TRY IT
Lines containing the word "crate" are to be copied from the data below.
[[ RECORDS SUPPLIED, beginning ]]
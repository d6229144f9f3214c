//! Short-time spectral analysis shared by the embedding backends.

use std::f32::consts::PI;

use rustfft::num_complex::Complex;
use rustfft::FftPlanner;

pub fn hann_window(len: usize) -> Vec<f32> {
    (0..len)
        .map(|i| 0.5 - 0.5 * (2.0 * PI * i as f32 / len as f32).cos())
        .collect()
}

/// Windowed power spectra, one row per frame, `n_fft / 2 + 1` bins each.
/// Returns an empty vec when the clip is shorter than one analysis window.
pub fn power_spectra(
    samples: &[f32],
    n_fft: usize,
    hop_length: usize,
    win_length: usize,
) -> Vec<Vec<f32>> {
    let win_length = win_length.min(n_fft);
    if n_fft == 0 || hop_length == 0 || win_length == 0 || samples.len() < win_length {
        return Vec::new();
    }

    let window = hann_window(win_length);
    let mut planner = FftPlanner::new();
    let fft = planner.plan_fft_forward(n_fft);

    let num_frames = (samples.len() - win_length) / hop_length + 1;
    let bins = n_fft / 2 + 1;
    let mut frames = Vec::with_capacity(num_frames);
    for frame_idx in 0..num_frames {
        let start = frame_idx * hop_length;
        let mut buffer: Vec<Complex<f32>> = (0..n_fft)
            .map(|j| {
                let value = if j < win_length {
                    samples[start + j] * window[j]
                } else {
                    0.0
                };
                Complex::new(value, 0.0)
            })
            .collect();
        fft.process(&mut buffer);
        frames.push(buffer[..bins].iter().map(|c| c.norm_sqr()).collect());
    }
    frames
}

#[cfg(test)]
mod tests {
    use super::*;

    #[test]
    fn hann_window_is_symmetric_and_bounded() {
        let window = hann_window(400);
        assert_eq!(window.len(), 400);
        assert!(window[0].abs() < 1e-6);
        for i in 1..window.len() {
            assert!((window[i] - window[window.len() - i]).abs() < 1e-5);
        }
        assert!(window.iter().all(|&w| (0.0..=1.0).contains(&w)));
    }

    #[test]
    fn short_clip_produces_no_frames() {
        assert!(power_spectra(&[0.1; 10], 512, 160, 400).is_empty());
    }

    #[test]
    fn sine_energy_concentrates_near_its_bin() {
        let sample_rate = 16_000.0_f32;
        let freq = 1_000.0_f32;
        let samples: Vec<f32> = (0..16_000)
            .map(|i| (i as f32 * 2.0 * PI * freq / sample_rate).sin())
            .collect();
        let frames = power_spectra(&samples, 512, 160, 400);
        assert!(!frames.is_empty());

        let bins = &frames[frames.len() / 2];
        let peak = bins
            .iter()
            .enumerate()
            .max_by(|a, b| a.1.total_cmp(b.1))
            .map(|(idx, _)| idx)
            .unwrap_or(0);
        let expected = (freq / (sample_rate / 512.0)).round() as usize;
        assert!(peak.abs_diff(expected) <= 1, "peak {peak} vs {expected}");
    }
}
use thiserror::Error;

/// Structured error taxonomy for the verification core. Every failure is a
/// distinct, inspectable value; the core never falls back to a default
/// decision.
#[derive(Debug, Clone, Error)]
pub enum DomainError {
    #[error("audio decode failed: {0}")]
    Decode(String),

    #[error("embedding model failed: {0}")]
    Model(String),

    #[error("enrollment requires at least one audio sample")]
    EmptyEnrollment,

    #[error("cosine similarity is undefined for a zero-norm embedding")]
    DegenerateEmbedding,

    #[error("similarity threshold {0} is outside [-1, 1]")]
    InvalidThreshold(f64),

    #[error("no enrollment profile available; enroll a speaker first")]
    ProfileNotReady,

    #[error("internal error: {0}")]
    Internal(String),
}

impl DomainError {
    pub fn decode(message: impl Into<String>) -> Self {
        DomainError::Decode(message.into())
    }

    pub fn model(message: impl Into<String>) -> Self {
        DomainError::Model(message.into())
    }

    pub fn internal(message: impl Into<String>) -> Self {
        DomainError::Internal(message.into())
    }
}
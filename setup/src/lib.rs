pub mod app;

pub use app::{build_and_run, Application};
[[ RECORDS SUPPLIED, end ]]
[[ RECORDS SUPPLIED, beginning ]]
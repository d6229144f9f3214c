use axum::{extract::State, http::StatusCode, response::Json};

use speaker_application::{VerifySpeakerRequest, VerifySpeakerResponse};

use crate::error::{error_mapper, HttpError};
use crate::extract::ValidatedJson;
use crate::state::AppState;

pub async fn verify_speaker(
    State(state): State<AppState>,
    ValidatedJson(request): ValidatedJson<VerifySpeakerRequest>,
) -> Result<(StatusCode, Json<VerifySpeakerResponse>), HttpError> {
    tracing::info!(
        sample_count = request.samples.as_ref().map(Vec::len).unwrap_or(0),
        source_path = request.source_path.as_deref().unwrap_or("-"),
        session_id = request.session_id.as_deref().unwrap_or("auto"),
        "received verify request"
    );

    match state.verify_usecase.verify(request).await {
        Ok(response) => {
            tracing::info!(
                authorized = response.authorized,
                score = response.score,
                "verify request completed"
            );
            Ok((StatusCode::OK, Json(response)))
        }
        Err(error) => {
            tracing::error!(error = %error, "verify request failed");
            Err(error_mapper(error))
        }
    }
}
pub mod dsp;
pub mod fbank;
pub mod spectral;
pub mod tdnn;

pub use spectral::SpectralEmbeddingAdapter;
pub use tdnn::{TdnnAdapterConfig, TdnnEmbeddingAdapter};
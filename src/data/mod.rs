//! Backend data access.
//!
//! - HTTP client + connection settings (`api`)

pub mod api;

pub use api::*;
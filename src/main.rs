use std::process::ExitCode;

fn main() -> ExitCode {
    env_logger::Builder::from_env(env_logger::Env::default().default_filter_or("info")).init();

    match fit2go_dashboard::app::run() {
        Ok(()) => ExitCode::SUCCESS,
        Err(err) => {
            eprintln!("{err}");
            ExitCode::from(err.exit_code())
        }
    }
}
[[ RECORDS SUPPLIED, end ]]
[[ RECORDS SUPPLIED, beginning ]]
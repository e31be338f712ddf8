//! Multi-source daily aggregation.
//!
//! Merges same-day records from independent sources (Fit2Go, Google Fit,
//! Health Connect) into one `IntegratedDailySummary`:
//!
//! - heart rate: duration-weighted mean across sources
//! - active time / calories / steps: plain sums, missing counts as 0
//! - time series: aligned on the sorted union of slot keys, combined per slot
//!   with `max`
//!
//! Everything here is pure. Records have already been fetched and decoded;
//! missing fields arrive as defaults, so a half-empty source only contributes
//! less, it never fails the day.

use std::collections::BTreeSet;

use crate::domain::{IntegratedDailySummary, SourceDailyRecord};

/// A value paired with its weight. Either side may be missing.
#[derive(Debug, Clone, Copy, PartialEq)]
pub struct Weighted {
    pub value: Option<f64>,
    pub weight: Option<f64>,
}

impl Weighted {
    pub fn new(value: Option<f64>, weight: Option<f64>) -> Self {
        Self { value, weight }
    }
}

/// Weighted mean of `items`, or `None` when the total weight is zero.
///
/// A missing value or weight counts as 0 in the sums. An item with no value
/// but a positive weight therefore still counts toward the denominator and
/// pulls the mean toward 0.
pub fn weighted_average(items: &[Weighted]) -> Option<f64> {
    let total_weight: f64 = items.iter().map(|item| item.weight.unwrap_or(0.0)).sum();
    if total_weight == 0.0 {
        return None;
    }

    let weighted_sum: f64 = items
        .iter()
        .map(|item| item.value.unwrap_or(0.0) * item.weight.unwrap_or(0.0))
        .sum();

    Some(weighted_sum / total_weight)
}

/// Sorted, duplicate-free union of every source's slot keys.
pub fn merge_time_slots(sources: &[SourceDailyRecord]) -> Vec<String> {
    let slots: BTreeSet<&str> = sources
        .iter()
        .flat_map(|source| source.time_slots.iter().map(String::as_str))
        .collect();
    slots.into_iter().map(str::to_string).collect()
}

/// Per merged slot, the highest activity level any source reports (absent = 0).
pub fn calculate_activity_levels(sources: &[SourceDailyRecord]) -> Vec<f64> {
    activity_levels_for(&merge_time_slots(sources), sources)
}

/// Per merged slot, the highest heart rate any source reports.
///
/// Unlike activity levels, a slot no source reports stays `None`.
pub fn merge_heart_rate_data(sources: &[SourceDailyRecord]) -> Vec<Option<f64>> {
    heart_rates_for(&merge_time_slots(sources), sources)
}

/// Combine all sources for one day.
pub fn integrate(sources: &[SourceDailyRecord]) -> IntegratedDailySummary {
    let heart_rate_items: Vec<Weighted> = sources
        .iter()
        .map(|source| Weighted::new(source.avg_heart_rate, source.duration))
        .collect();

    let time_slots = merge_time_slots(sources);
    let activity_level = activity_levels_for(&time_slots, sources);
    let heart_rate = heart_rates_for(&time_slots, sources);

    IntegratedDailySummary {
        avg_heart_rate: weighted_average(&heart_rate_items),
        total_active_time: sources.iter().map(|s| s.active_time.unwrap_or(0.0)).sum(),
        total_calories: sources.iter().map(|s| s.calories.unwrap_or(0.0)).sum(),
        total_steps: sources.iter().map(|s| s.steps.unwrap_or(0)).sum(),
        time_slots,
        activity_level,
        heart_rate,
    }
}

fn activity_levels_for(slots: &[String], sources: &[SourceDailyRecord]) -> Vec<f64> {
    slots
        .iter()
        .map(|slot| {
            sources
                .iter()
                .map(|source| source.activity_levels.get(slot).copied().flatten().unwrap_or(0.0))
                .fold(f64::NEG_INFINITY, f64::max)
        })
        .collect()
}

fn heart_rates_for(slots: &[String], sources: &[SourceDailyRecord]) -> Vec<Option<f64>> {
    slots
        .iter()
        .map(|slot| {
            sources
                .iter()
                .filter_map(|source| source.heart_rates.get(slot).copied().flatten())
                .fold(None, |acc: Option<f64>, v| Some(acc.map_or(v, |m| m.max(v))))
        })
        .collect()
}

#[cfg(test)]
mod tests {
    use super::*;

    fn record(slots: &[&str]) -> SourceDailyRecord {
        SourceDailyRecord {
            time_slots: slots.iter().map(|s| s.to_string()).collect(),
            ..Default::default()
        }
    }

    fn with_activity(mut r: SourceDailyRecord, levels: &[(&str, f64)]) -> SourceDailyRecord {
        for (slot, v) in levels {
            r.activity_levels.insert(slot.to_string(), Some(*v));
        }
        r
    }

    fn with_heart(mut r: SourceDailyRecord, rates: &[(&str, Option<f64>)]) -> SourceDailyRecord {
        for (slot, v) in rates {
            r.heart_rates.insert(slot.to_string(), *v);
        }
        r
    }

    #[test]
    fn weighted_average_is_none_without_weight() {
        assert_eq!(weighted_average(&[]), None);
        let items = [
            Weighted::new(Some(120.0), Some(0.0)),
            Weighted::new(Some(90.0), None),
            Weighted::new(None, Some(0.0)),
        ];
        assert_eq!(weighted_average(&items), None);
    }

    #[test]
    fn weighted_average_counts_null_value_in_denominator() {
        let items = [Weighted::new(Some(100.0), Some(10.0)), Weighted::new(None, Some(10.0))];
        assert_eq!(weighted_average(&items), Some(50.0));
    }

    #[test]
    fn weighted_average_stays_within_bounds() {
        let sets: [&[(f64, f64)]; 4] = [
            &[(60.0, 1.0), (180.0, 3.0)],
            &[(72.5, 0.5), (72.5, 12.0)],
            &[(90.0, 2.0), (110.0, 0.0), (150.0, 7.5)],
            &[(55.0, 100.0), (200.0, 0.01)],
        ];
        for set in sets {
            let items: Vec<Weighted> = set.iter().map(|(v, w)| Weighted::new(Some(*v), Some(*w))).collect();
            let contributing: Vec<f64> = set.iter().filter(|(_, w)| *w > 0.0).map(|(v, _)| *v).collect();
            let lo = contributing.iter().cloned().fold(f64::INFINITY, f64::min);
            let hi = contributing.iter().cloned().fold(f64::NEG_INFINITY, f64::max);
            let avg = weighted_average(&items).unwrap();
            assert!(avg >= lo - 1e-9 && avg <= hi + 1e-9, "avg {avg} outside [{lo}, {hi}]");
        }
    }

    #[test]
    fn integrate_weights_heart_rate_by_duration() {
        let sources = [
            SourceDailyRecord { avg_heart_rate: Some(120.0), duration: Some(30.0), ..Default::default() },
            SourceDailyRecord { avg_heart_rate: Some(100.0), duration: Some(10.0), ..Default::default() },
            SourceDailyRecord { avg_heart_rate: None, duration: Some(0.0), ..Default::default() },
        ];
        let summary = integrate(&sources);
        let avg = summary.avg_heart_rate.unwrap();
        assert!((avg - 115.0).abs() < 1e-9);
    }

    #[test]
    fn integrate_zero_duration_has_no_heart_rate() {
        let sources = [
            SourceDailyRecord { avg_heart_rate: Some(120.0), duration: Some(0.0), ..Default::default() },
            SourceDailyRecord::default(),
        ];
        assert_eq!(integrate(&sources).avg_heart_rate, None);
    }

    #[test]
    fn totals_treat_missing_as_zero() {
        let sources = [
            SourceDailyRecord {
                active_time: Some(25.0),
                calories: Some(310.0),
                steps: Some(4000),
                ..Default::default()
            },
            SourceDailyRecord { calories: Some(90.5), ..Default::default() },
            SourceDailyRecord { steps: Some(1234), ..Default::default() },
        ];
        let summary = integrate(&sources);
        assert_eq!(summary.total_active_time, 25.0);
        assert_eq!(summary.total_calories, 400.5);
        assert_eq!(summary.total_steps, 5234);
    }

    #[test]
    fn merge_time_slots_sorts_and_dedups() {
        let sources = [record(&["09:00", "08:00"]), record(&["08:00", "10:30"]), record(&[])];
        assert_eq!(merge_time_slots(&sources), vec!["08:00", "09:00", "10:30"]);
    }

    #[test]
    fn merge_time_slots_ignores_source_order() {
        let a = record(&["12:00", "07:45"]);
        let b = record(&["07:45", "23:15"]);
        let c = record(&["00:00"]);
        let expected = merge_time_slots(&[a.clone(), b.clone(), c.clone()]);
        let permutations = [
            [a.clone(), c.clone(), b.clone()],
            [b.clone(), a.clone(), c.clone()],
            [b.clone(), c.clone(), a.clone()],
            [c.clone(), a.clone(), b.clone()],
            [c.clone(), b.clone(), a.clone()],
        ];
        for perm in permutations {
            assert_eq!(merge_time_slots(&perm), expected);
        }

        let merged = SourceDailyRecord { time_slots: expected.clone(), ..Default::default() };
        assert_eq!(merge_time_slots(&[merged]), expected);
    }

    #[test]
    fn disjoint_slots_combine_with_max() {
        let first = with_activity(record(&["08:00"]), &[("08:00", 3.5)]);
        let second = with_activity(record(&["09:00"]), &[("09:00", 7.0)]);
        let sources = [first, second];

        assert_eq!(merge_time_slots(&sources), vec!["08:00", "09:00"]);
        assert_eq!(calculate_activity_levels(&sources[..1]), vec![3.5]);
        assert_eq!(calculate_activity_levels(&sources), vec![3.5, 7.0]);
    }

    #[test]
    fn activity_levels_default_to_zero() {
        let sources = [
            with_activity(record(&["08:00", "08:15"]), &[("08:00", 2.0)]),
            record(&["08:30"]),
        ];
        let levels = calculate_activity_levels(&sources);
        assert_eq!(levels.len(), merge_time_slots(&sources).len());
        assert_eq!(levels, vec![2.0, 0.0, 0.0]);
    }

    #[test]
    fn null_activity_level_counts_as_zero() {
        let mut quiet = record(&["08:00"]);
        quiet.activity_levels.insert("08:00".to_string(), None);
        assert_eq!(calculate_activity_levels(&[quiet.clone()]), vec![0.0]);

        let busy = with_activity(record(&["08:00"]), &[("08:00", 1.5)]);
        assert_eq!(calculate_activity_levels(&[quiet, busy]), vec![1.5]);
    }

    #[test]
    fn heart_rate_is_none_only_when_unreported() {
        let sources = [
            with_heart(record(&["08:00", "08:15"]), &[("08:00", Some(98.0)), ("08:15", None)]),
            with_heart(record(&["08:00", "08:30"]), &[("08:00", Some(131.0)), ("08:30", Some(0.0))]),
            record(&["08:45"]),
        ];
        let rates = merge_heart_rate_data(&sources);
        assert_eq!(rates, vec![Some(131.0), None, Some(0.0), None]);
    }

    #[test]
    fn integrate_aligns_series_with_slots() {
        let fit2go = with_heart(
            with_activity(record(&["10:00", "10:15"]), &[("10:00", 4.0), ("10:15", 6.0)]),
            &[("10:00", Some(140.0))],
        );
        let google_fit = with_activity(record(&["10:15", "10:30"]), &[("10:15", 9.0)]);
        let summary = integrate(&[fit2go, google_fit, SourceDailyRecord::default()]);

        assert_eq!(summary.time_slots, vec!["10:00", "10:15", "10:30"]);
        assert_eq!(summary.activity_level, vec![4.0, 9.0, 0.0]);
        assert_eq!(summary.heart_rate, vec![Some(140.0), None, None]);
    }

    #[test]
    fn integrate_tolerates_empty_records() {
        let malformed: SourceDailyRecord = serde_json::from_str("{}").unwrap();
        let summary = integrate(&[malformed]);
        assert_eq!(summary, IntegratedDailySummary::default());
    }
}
[[ RECORDS SUPPLIED, end ]]
RESULT FOR THIS TASK
use crate::error::{error_mapper, HttpError};
use crate::extract::ValidatedJson;
use crate::state::AppState;
use crate::domain::{IntegratedDailySummary, SourceDailyRecord};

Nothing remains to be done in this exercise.